By Vignesh Ramachandran | December 2022
This year, millions of Americans watched the second season of “Indian Matchmaking” on Netflix, feeding a reality-show-driven fascination with a modern spin on arranged marriage.
But when the cameras aren’t there, outside the confines of an episodic format, Indian matchmaking in real life, off-screen, can be a frustrating, deceitful process of cultural and generational disconnect between Indian American millennials, their peers and their immigrant parents — wavering between Hollywood rom-com illusions of the West and archaic traditions from the East.
I should know.
As a 33-year-old single guy with concerned Indian parents, I’ve had my share of introductions to fellow second-generation Indian Americans over the last decade. In addition to the usual cocktail of dating apps of the era, I’ve gone through cycles of being open to parent, relative or friend introductions — thinking of it as just another way to meet people, like an app. You should totally meet auntie’s cousin’s neighbor’s brother-in-law’s dentist’s daughter who happens to be working in [INSERT CURRENT CITY I’M LIVING IN]. If my Google Calendar tracks correctly, I’ve done coffee, drinks, dinner or phone dates with at least 70 Indian American millennial women over the last 10 years.
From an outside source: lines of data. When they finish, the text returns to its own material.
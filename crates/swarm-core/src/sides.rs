//! Side Allocation
//!
//! The object can only be pushed by four agents standing on four distinct
//! sides. The allocator hands out sides nearest-first and treats any attempt to
//! occupy a taken slot as a wiring defect.

use serde::{Deserialize, Serialize};
use std::fmt;
use swarm_events::{AgentId, Vec2};
use tracing::info;

use crate::environment::TransportObject;

/// Number of agents that must hold a side before transport begins.
pub const NEEDED_ROBOTS: usize = 4;

#[derive(Debug, Clone, Copy, PartialEq, Eq, PartialOrd, Ord, Hash, Serialize, Deserialize)]
#[serde(rename_all = "snake_case")]
pub enum ObjectSide {
    Top,
    Bottom,
    Left,
    Right,
}

impl ObjectSide {
    pub const ALL: [ObjectSide; 4] = [
        ObjectSide::Top,
        ObjectSide::Bottom,
        ObjectSide::Left,
        ObjectSide::Right,
    ];

    fn slot(self) -> usize {
        match self {
            ObjectSide::Top => 0,
            ObjectSide::Bottom => 1,
            ObjectSide::Left => 2,
            ObjectSide::Right => 3,
        }
    }

    pub fn opposite(self) -> ObjectSide {
        match self {
            ObjectSide::Top => ObjectSide::Bottom,
            ObjectSide::Bottom => ObjectSide::Top,
            ObjectSide::Left => ObjectSide::Right,
            ObjectSide::Right => ObjectSide::Left,
        }
    }

    /// Direction the object moves when pushed from this side.
    pub fn push_direction(self) -> Vec2 {
        match self {
            ObjectSide::Top => Vec2::new(0.0, 1.0),
            ObjectSide::Bottom => Vec2::new(0.0, -1.0),
            ObjectSide::Left => Vec2::new(1.0, 0.0),
            ObjectSide::Right => Vec2::new(-1.0, 0.0),
        }
    }

    /// Side that pushes along the given unit grid direction, if axis-aligned.
    pub fn for_push(dx: i32, dy: i32) -> Option<ObjectSide> {
        match (dx.signum(), dy.signum()) {
            (0, 1) => Some(ObjectSide::Top),
            (0, -1) => Some(ObjectSide::Bottom),
            (1, 0) => Some(ObjectSide::Left),
            (-1, 0) => Some(ObjectSide::Right),
            _ => None,
        }
    }

    /// Point where an agent of radius `robot_radius` stands to push.
    pub fn offset_point(self, object: &TransportObject, robot_radius: f64) -> Vec2 {
        object.position - self.push_direction() * (object.half_size() + robot_radius)
    }
}

impl fmt::Display for ObjectSide {
    fn fmt(&self, f: &mut fmt::Formatter<'_>) -> fmt::Result {
        match self {
            ObjectSide::Top => write!(f, "top"),
            ObjectSide::Bottom => write!(f, "bottom"),
            ObjectSide::Left => write!(f, "left"),
            ObjectSide::Right => write!(f, "right"),
        }
    }
}

/// Four mutually exclusive slots around the object.
#[derive(Debug, Clone, Default)]
pub struct OccupiedSidesHandler {
    slots: [Option<AgentId>; 4],
}

impl OccupiedSidesHandler {
    pub fn new() -> Self {
        Self::default()
    }

    /// Gives `agent` the free side nearest to `position`.
    ///
    /// An agent that already holds a side keeps it. Returns `None` when every
    /// side is taken.
    pub fn assign_side(
        &mut self,
        object: &TransportObject,
        agent: AgentId,
        position: Vec2,
        robot_radius: f64,
    ) -> Option<ObjectSide> {
        if let Some(side) = self.side_of(agent) {
            return Some(side);
        }

        let mut candidates: Vec<(ObjectSide, f64)> = ObjectSide::ALL
            .iter()
            .map(|&side| (side, side.offset_point(object, robot_radius).distance(position)))
            .collect();
        candidates.sort_by(|a, b| a.1.partial_cmp(&b.1).unwrap_or(std::cmp::Ordering::Equal));

        let side = candidates
            .into_iter()
            .map(|(side, _)| side)
            .find(|side| self.occupant(*side).is_none())?;
        self.occupy(side, agent);
        Some(side)
    }

    /// Puts `agent` on `side`.
    ///
    /// # Panics
    ///
    /// Panics if the side is already occupied or the agent already holds a
    /// side; both mean the caller skipped the allocator's bookkeeping.
    pub fn occupy(&mut self, side: ObjectSide, agent: AgentId) {
        if let Some(holder) = self.slots[side.slot()] {
            panic!("side {side} is already occupied by {holder}; refusing to assign {agent}");
        }
        if let Some(held) = self.side_of(agent) {
            panic!("{agent} already occupies side {held}; refusing to assign {side}");
        }
        self.slots[side.slot()] = Some(agent);
        info!(%agent, %side, "side assigned");
    }

    /// Frees `side`, returning the agent that held it.
    pub fn release_side(&mut self, side: ObjectSide) -> Option<AgentId> {
        let released = self.slots[side.slot()].take();
        if let Some(agent) = released {
            info!(%agent, %side, "side released");
        }
        released
    }

    /// Frees whichever side `agent` holds.
    pub fn release_agent(&mut self, agent: AgentId) -> Option<ObjectSide> {
        let side = self.side_of(agent)?;
        self.release_side(side);
        Some(side)
    }

    pub fn occupant(&self, side: ObjectSide) -> Option<AgentId> {
        self.slots[side.slot()]
    }

    pub fn side_of(&self, agent: AgentId) -> Option<ObjectSide> {
        ObjectSide::ALL
            .iter()
            .copied()
            .find(|side| self.slots[side.slot()] == Some(agent))
    }

    pub fn occupied_count(&self) -> usize {
        self.slots.iter().filter(|s| s.is_some()).count()
    }

    pub fn free_sides(&self) -> Vec<ObjectSide> {
        ObjectSide::ALL
            .iter()
            .copied()
            .filter(|side| self.occupant(*side).is_none())
            .collect()
    }

    /// Read straight from the slots on every call.
    pub fn are_all_sides_occupied(&self, required: usize) -> bool {
        self.occupied_count() >= required
    }
}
Dating in the Indian American community has been a soul-sucking exercise of frustration. I’m humbled, my ego long withered and surprised I don’t yet have gray hairs from the pure stress of it all.
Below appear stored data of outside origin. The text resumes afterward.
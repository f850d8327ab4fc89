//! Discrete simulation clock.

use swarm_events::SimTimestamp;

#[derive(Debug, Clone)]
pub struct SimClock {
    tick: u64,
    seconds_per_tick: f64,
}

impl SimClock {
    pub fn new(seconds_per_tick: f64) -> Self {
        Self {
            tick: 0,
            seconds_per_tick,
        }
    }

    pub fn tick(&self) -> u64 {
        self.tick
    }

    pub fn now(&self) -> SimTimestamp {
        SimTimestamp::from_tick(self.tick, self.seconds_per_tick)
    }

    pub fn advance(&mut self) -> SimTimestamp {
        self.tick += 1;
        self.now()
    }
}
There was the date who worked for a tech unicorn startup whose parents hadn’t even told her they had posted her profile on an Indian dating website. (This missing consent has happened multiple times.)
The date whose dad was hiding in the corner of the coffee shop during our first date.
The date who told me she was talking to me only because she wanted to beat her parents in meeting someone first.
How romantic.
Growing up between two cultures isn’t always easy. The divides between generations is a tale as old as time in any immigrant community. What generational cultural traditions do you embrace and which ones do you leave behind?
Many of our parents’ generation — at least in Indian Hindu communities — were introduced through some sort of arranged process in the 1970s, 1980s or 1990s. Some, like my late maternal grandparents, had a “love marriage” — a rarity in 1960s South India.
There seems to be a sort of primal compulsion in many Indian parents to ensure their children are married, a life milestone inherently baked into the culture. But many Indian American kids grew up in an environment where academics were encouraged more than dating — though the second many graduate from college and get their first jobs: Beta, are you dating anyone yet?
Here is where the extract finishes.